For many decades, mental health has not received enough attention or funding in comparison with physical illness. I draw attention to the mental health unit in Lewisham, which has already been viewed as not being fit for purpose—it was not built for people who have mental health problems—yet funding has never materialised for the changes needed to make it suitable for people with mental health problems. With the pressures of the pandemic, medical professionals are reporting more and more that people are suffering with mental illness due to economic hardship or loneliness, so it is clear there will be greater demand for mental health services over the next few years. It is imperative that we have well-functioning and well-funded mental health services to prevent needless deaths of the most vulnerable who are in need of those services. Medical professionals, the police and everybody around them also need support to be able to care for people with mental health illnesses. They need training, supervision and, most of all, not to be overworked. They also need to be able to debrief when they find things difficult.

I would like to raise the case of the late Kevin Clarke, from my constituency of Lewisham East, who sadly died following a mental health relapse. My condolences go out to his family, who are still bereft from the loss of Kevin, who, despite not posing an immediate threat to anyone, was handcuffed and placed in a leg restraint while telling the police that he could not breathe. In October, an inquest concluded that the officer’s restraint and supervision towards Kevin were excessive and sadly contributed to his death. However, the police were not the only professionals involved in his care. Other professionals were also in contact with him prior to this tragic incident.

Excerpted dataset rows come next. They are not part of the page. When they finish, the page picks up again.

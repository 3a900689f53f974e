//! End-to-end generation runs against the in-memory sink.

use glam::{UVec3, Vec3};

use cavern::voxel::Material;
use cavern::{generate, CaveConfig, GenerationScheduler, MemoryTerrain, Region};

fn region() -> Region {
    Region::new(Vec3::ZERO, Vec3::new(64.0, 32.0, 64.0))
}

fn config(seed: u32) -> CaveConfig {
    let mut config = CaveConfig::default();
    config.core.seed = seed;
    config
}

#[test]
fn test_reference_region_connected() {
    let mut terrain = MemoryTerrain::new();
    let report = generate(region(), config(12345), &mut terrain, |_, _, _| {});

    assert!(report.success, "{:?}", report.error);
    assert!(report.counts.chambers > 0);
    let analysis = report.analysis.expect("connectivity ran");
    assert!(analysis.final_components <= 1);
    assert!(!analysis.partial);
    assert_eq!(report.metadata.seed, 12345);
    assert_eq!(report.metadata.total_voxels, 16 * 8 * 16);
    assert!(report.metadata.open_voxels > 0);
    assert_eq!(terrain.open_count() as u64, report.metadata.open_voxels);

    let fraction = report.metadata.open_voxels as f64 / report.metadata.total_voxels as f64;
    assert!((0.05..=0.20).contains(&fraction), "air fraction {:.3}", fraction);
}

#[test]
fn test_same_seed_same_output() {
    let run = || {
        let mut terrain = MemoryTerrain::new();
        let report = generate(region(), config(777), &mut terrain, |_, _, _| {});
        (report.counts, terrain.chunks)
    };
    assert_eq!(run(), run());
}

#[test]
fn test_different_seeds_differ() {
    let mut a = MemoryTerrain::new();
    let mut b = MemoryTerrain::new();
    generate(region(), config(1), &mut a, |_, _, _| {});
    generate(region(), config(2), &mut b, |_, _, _| {});
    assert_ne!(a.chunks, b.chunks);
}

#[test]
fn test_yield_interval_independent() {
    let run = |interval: u32| {
        let mut config = config(99);
        config.core.yield_interval = interval;
        let mut terrain = MemoryTerrain::new();
        let mut yields = 0u64;
        let report = GenerationScheduler::new(region(), config, &mut terrain)
            .run_with_yield(|_, _| yields += 1);
        assert_eq!(report.suspensions, yields);
        (report.counts, terrain.chunks)
    };
    assert_eq!(run(16), run(1_000_000));
}

#[test]
fn test_chunks_tile_region() {
    let mut terrain = MemoryTerrain::new();
    let report = generate(region(), config(5), &mut terrain, |_, _, _| {});

    // 64 x 32 x 64 at 4 m voxels, 32 m chunks: 2 x 1 x 2 chunks of 8^3
    assert_eq!(report.metadata.chunks, 4);
    assert_eq!(terrain.chunks.len(), 4);
    for payload in terrain.chunks.values() {
        assert_eq!(payload.dims, UVec3::splat(8));
        assert_eq!(payload.voxel_count(), 512);
        assert!(payload.is_consistent());
        for (m, o) in payload.materials.iter().zip(&payload.occupancy) {
            assert_eq!(*o, m.occupancy());
        }
    }
}

#[test]
fn test_no_isolated_open_voxels() {
    let mut terrain = MemoryTerrain::new();
    let mut scheduler = GenerationScheduler::new(region(), config(31), &mut terrain);
    let report = scheduler.run();
    assert!(report.success);

    let buffer = &scheduler.context().expect("valid run").buffer;
    let dims = buffer.dims();
    for z in 0..dims.z {
        for y in 0..dims.y {
            for x in 0..dims.x {
                let cell = UVec3::new(x, y, z);
                if buffer.is_open(cell) {
                    assert!(buffer.open_neighbors(cell) > 0, "isolated open voxel at {:?}", cell);
                }
            }
        }
    }
}

#[test]
fn test_water_fills_below_level() {
    let mut config = config(12345);
    config.environment.water_level = Some(-4.0);
    let mut terrain = MemoryTerrain::new();
    let mut scheduler = GenerationScheduler::new(region(), config, &mut terrain);
    assert!(scheduler.run().success);

    let buffer = &scheduler.context().expect("valid run").buffer;
    let dims = buffer.dims();
    for z in 0..dims.z {
        for y in 0..dims.y {
            for x in 0..dims.x {
                let cell = UVec3::new(x, y, z);
                let below = buffer.cell_center(cell).y < -4.0;
                match buffer.material(cell) {
                    Material::Water => assert!(below),
                    Material::Air => assert!(!below),
                    _ => {}
                }
            }
        }
    }
}

#[test]
fn test_threshold_out_of_range_rejected() {
    let mut config = config(1);
    config.noise.cave_threshold = 1.1;
    let mut terrain = MemoryTerrain::new();
    let report = generate(region(), config, &mut terrain, |_, _, _| {});

    assert!(!report.success);
    let error = report.error.unwrap();
    assert!(error.contains("cave_threshold"), "{}", error);
    assert!(terrain.chunks.is_empty());
}

#[test]
fn test_progress_reaches_one() {
    let mut terrain = MemoryTerrain::new();
    let mut last = 0.0f32;
    let mut monotonic = true;
    generate(region(), config(8), &mut terrain, |p, _, _| {
        monotonic &= p >= last;
        last = p;
    });
    assert!(monotonic);
    assert_eq!(last, 1.0);
}

#[test]
fn test_config_json_round_trip_runs() {
    let json = r#"{ "core": { "seed": 2024, "chunk_size": 16.0 }, "environment": { "lava_level": -12.0 } }"#;
    let config = CaveConfig::from_json_str(json).unwrap();
    assert_eq!(config.core.seed, 2024);
    assert_eq!(config.noise, CaveConfig::default().noise);

    let mut terrain = MemoryTerrain::new();
    let report = generate(region(), config, &mut terrain, |_, _, _| {});
    assert!(report.success);
    assert_eq!(terrain.chunks.len(), 4 * 2 * 4);
}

A strategy of care needs to be in place for all mental health patients, one in which patients are listened to and family members are involved, so that loved ones can talk about preventative measures and their concerns, as well as contribute to the care plans that are needed. Mental health doctors, mental health nurses, social workers and care staff all need to work collaboratively with all professionals involved in keeping the most vulnerable people safe and secure, and to prevent these fatal, awful incidents of suicide or types of restraints leading to death. Change needs to happen.